Possibly of more interest, we note that there are some partition sets that do not arise under any constellation of the assumptions considered here.

follow url Even without Minimality, for example, feature inventories turn out to be somewhat restrictive. Table 3 is divided horizontally into two halves. We discuss the differences below. The columns in Table 3 represent possible partition sets of a three-cell paradigm space, using colour instead of letters, as in 35 above: the same colour in two cells indicates the same exponent syncretism.

The header of each column represents a distinct partition set, and the number in a given column represents the number of formally distinct valid inventories that can in principle generate that set. The three minimal valid inventories that we have discussed above are in the top row of the top half of the table columns 6—8. These are the only three valid, two-feature inventories.
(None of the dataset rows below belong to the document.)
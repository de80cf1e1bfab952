//! Image references, cached image records and registry credentials.

use std::collections::BTreeMap;

use {
    berth_config::RegistryAuth,
    secrecy::Secret,
    serde::{Deserialize, Serialize},
};

use crate::runtime::InspectedImage;

const DEFAULT_TAG: &str = "latest";

/// Names under which Docker Hub credentials may be configured.
const DOCKER_HUB_ALIASES: &[&str] = &["docker.io", "index.docker.io", "registry-1.docker.io"];

/// A parsed `[registry/]repository[:tag][@digest]` reference.
#[derive(Debug, Clone, Default, PartialEq, Eq)]
pub struct ImageRef {
    /// Registry host. Empty means the default registry.
    pub registry: String,
    pub repository: String,
    pub tag: String,
    pub digest: Option<String>,
}

impl ImageRef {
    /// Parse an image reference. Never fails: anything unrecognised ends up
    /// in `repository` with an empty registry.
    #[must_use]
    pub fn parse(reference: &str) -> Self {
        let reference = reference.trim();
        let (name, digest) = match reference.split_once('@') {
            Some((name, digest)) => (name, Some(digest.to_string())),
            None => (reference, None),
        };

        let (registry, remainder) = match name.split_once('/') {
            Some((first, rest)) if is_registry_host(first) => (first, rest),
            _ => ("", name),
        };

        // A ':' after the last '/' separates the tag.
        let last_slash = remainder.rfind('/').map_or(0, |i| i + 1);
        let (repository, tag) = match remainder[last_slash..].rfind(':') {
            Some(i) => {
                let split = last_slash + i;
                (&remainder[..split], &remainder[split + 1..])
            },
            None => (remainder, ""),
        };

        let tag = if tag.is_empty() && digest.is_none() && !repository.is_empty() {
            DEFAULT_TAG
        } else {
            tag
        };

        Self {
            registry: registry.to_string(),
            repository: repository.to_string(),
            tag: tag.to_string(),
            digest,
        }
    }
}

fn is_registry_host(component: &str) -> bool {
    component.contains('.') || component.contains(':') || component == "localhost"
}

/// Local image record tracked by the image cache.
#[derive(Debug, Clone, PartialEq, Eq, Serialize, Deserialize)]
pub struct CachedImage {
    pub id: String,
    pub parent_id: String,
    pub repo_tags: Vec<String>,
    pub size: u64,
}

impl From<&InspectedImage> for CachedImage {
    fn from(img: &InspectedImage) -> Self {
        Self {
            id: img.id.clone(),
            parent_id: img.parent_id.clone(),
            repo_tags: img.repo_tags.clone(),
            size: img.size,
        }
    }
}

/// Credentials handed to the image puller.
#[derive(Clone, Default)]
pub struct AuthConfig {
    pub username: Option<String>,
    pub password: Option<Secret<String>>,
    pub email: Option<String>,
    pub server_address: String,
    pub identity_token: Option<Secret<String>>,
}

impl std::fmt::Debug for AuthConfig {
    fn fmt(&self, f: &mut std::fmt::Formatter<'_>) -> std::fmt::Result {
        f.debug_struct("AuthConfig")
            .field("username", &self.username)
            .field("password", &self.password.as_ref().map(|_| "[REDACTED]"))
            .field("email", &self.email)
            .field("server_address", &self.server_address)
            .field(
                "identity_token",
                &self.identity_token.as_ref().map(|_| "[REDACTED]"),
            )
            .finish()
    }
}

/// Look up static credentials for `registry`.
///
/// Keys match after stripping a URL scheme and any `/v1/`-style suffix. An
/// empty registry matches the Docker Hub aliases. With no match, anonymous
/// credentials addressed at `registry` are returned.
#[must_use]
pub fn find_registry_auth(registry: &str, auths: &BTreeMap<String, RegistryAuth>) -> AuthConfig {
    let wanted = normalize_registry(registry);
    let matches = |key: &str| {
        let key = normalize_registry(key);
        if wanted.is_empty() {
            DOCKER_HUB_ALIASES.contains(&key)
        } else {
            key == wanted
        }
    };

    auths
        .iter()
        .find(|(key, _)| matches(key))
        .map(|(key, auth)| AuthConfig {
            username: auth.username.clone(),
            password: auth.password.clone(),
            email: auth.email.clone(),
            server_address: key.clone(),
            identity_token: auth.identity_token.clone(),
        })
        .unwrap_or_else(|| AuthConfig {
            server_address: registry.to_string(),
            ..Default::default()
        })
}

fn normalize_registry(raw: &str) -> &str {
    let host = raw
        .strip_prefix("https://")
        .or_else(|| raw.strip_prefix("http://"))
        .unwrap_or(raw);
    let host = host.split('/').next().unwrap_or(host);
    // All Docker Hub aliases compare equal.
    if DOCKER_HUB_ALIASES.contains(&host) {
        DOCKER_HUB_ALIASES[0]
    } else {
        host
    }
}
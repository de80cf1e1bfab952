//! Namespace pool and network allocator boundaries.

/// Pre-warmed containers whose network, ipc and pid namespaces a task can join.
pub trait PoolAllocator: Send + Sync {
    /// Borrow a pooled container id. An error or empty id means none is free.
    fn alloc_pool_id(&self) -> anyhow::Result<String>;

    fn free_pool_id(&self, id: &str);
}

/// Pre-existing named networks a task can attach to.
pub trait NetworkAllocator: Send + Sync {
    fn alloc_network(&self) -> Option<String>;

    fn free_network(&self, id: &str);
}

/// What the network configuration step borrowed. At most one is set.
#[derive(Debug, Clone, Default, PartialEq, Eq)]
pub struct Grants {
    pub pool_id: Option<String>,
    pub network_id: Option<String>,
}
//! Container runtime client boundary.

use async_trait::async_trait;

use crate::{
    error::RuntimeError,
    launch::{HostOptions, ProcessOptions},
};

/// Image metadata returned by an inspect call.
#[derive(Debug, Clone, Default, PartialEq, Eq)]
pub struct InspectedImage {
    pub id: String,
    pub parent_id: String,
    pub repo_tags: Vec<String>,
    pub size: u64,
    /// Volumes declared by the image config (`VOLUME` instructions).
    pub volumes: Vec<String>,
}

/// Exit of a waited-on container.
#[derive(Debug, Clone, Copy, PartialEq, Eq)]
pub struct ExitStatus {
    pub exit_code: i64,
    pub oom_killed: bool,
}

#[derive(Debug, Clone, Copy, PartialEq, Eq)]
pub struct RemoveOptions {
    pub force: bool,
    pub remove_volumes: bool,
}

/// Calls the driver issues against the container runtime.
///
/// Every call may be long-running; the cookie drops the returned future when
/// the caller cancels, so implementations must tolerate being abandoned at
/// any await point.
#[async_trait]
pub trait ContainerRuntime: Send + Sync {
    /// Returns [`RuntimeError::NoSuchImage`] when the image is not present locally.
    async fn inspect_image(&self, image: &str) -> Result<InspectedImage, RuntimeError>;

    /// Create a container named `name`. Returns the runtime's container id.
    async fn create_container(
        &self,
        name: &str,
        process: &ProcessOptions,
        host: &HostOptions,
    ) -> Result<String, RuntimeError>;

    async fn start_container(&self, id: &str) -> Result<(), RuntimeError>;

    /// Block until the container exits.
    async fn wait_container(&self, id: &str) -> Result<ExitStatus, RuntimeError>;

    async fn pause_container(&self, id: &str) -> Result<(), RuntimeError>;

    async fn unpause_container(&self, id: &str) -> Result<(), RuntimeError>;

    async fn remove_container(&self, id: &str, opts: RemoveOptions) -> Result<(), RuntimeError>;
}
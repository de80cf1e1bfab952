//! Local image cache boundary.

use crate::image::CachedImage;

/// Occupancy accounting for locally cached images.
///
/// Calls are fire-and-forget. Implementations are shared by every cookie on
/// the driver and must be safe for concurrent use.
pub trait ImageCache: Send + Sync {
    /// A cookie is about to use `image`; it must not be evicted.
    fn mark_busy(&self, image: &CachedImage);

    /// The cookie holding `image` has closed.
    fn mark_free(&self, image: &CachedImage);

    /// Record `image` without pinning it, leaving eviction to the cache.
    fn update(&self, image: &CachedImage);
}
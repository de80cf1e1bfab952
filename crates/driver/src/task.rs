//! Abstract task description and the optional capabilities a task may carry.

use std::collections::BTreeMap;

use {
    async_trait::async_trait,
    serde::{Deserialize, Serialize},
};

use crate::image::AuthConfig;

/// One unit of work to run in a sandbox. Read-only to the driver.
#[derive(Debug, Clone, Default, Serialize, Deserialize)]
#[serde(default)]
pub struct TaskSpec {
    /// Unique task id. Also used as the container name.
    pub id: String,
    pub image: String,
    /// Whitespace-separated command line. Empty uses the image default.
    pub command: String,
    pub env: BTreeMap<String, String>,
    pub volumes: Vec<VolumeMapping>,
    pub working_dir: String,
    pub logger: LoggerConfig,
    /// Memory limit in bytes (0 = unlimited).
    pub memory: u64,
    /// CPU request in milli-CPUs (0 = unlimited).
    pub cpus: u64,
    /// Ephemeral storage size in MB (0 = runtime default).
    pub fs_size: u64,
    /// `/tmp` tmpfs size in MB (0 = no explicit size).
    pub tmpfs_size: u64,
    /// Process count limit (0 = unlimited).
    pub pids: u64,
    pub open_files: Option<u64>,
    pub locked_memory: Option<u64>,
    pub pending_signals: Option<u64>,
    pub message_queue: Option<u64>,
    pub read_only_root: bool,
    pub disable_net: bool,
    /// Host unix socket exposed to the container.
    pub socket: Option<SocketMount>,
}

#[derive(Debug, Clone, PartialEq, Eq, Serialize, Deserialize)]
pub struct VolumeMapping {
    pub host_dir: String,
    pub container_dir: String,
}

#[derive(Debug, Clone, PartialEq, Eq, Serialize, Deserialize)]
pub struct SocketMount {
    pub host_path: String,
    pub container_path: String,
}

/// Remote log sink for container output.
#[derive(Debug, Clone, Default, Serialize, Deserialize)]
#[serde(default)]
pub struct LoggerConfig {
    /// Syslog endpoint, e.g. `tcp://logs.internal:514`. Empty disables logging.
    pub url: String,
    pub tags: Vec<LogTag>,
}

#[derive(Debug, Clone, PartialEq, Eq, Serialize, Deserialize)]
pub struct LogTag {
    pub name: String,
    pub value: String,
}

/// Custom registry authentication supplied by a task.
#[async_trait]
pub trait Authenticator: Send + Sync {
    /// Resolve credentials for `image`. `Ok(None)` keeps the driver's static
    /// credentials.
    async fn docker_auth(&self, image: &str) -> anyhow::Result<Option<AuthConfig>>;
}

/// A task the driver can launch.
pub trait ContainerTask: Send + Sync {
    fn spec(&self) -> &TaskSpec;

    /// Probe for the custom-auth capability.
    fn authenticator(&self) -> Option<&dyn Authenticator> {
        None
    }
}

impl ContainerTask for TaskSpec {
    fn spec(&self) -> &TaskSpec {
        self
    }
}

/// Outcome of a container run.
#[derive(Debug, Clone, Copy, PartialEq, Eq, Serialize, Deserialize)]
#[serde(rename_all = "lowercase")]
pub enum RunStatus {
    Success,
    Error,
    Killed,
    Oom,
}

impl std::fmt::Display for RunStatus {
    fn fmt(&self, f: &mut std::fmt::Formatter<'_>) -> std::fmt::Result {
        match self {
            Self::Success => f.write_str("success"),
            Self::Error => f.write_str("error"),
            Self::Killed => f.write_str("killed"),
            Self::Oom => f.write_str("oom"),
        }
    }
}

#[derive(Debug, Clone, Copy, PartialEq, Eq, Serialize, Deserialize)]
pub struct WaitResult {
    pub exit_code: i64,
    pub status: RunStatus,
}

impl WaitResult {
    /// Classify a raw exit. OOM wins over the exit code; 137 is SIGKILL.
    #[must_use]
    pub fn from_exit(exit_code: i64, oom_killed: bool) -> Self {
        let status = match (oom_killed, exit_code) {
            (true, _) => RunStatus::Oom,
            (false, 0) => RunStatus::Success,
            (false, 137) => RunStatus::Killed,
            (false, _) => RunStatus::Error,
        };
        Self { exit_code, status }
    }
}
But the table provides a range of information about what happens if we do not include the minimality requirement. Assuming extrinsic rule ordering is allowed, there is exactly one choice of an inventory with three features, from among the 7 possible features, which yields only an ABC partition. We have seen that already; it was the inventory in 5. If that inventory is chosen, from among the possible inventories, then the only partition that can be generated is ABC.

On the same line, the number in the rightmost column is 3. There are exactly three distinct choices of feature inventories from each of which all five logically possible inventories can be derived. One such inventory is f , f , f , i.